§ Input data:
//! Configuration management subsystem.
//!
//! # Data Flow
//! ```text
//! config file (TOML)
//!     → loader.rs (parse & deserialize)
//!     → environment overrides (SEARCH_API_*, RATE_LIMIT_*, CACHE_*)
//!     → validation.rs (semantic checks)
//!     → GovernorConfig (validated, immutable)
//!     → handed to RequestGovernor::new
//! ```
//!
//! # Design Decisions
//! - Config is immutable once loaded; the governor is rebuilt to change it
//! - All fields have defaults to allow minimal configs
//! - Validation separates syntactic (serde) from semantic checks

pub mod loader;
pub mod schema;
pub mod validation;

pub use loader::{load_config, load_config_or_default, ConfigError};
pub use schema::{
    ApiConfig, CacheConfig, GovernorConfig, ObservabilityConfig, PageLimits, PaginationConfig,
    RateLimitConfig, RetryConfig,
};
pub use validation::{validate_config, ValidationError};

---

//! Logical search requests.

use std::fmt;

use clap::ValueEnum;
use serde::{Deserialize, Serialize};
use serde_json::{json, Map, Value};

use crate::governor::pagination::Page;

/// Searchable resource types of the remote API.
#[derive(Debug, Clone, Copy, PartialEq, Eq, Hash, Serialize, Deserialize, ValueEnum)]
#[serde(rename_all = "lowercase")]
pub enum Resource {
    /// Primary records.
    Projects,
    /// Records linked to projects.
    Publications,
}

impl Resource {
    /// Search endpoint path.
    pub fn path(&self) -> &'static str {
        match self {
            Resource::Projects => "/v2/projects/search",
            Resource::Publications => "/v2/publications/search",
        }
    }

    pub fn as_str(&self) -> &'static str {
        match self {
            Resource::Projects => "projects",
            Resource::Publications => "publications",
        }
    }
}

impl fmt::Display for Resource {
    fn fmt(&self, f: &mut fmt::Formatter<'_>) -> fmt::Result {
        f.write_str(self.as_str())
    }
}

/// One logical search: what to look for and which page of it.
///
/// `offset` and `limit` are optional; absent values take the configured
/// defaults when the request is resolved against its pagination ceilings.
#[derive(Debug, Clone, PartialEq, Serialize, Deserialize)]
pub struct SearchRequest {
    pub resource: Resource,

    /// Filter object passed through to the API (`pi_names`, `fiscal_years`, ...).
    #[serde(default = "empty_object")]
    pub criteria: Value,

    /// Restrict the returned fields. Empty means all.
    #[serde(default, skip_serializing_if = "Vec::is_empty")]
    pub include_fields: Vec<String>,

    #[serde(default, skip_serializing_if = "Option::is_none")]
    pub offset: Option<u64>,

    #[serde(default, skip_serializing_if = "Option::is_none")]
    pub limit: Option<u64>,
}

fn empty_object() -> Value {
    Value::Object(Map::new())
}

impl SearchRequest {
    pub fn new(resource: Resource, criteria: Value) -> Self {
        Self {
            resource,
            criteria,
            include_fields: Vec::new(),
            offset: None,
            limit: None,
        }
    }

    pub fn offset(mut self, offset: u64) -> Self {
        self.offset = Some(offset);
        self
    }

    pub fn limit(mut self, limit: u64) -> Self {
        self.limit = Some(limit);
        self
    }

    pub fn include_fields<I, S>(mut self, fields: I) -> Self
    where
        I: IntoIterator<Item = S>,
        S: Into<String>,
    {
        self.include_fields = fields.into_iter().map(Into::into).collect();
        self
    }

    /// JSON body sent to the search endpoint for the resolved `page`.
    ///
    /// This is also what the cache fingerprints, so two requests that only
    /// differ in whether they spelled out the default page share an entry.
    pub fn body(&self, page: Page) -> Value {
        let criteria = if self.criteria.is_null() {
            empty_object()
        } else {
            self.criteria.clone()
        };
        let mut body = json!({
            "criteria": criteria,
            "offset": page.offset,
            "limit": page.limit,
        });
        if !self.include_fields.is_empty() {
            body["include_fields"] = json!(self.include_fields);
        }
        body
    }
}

§ Directions:
Working through the records, copy each line in which the word "Some" appears.

§ Exercise answer:
        self.offset = Some(offset);
        self.limit = Some(limit);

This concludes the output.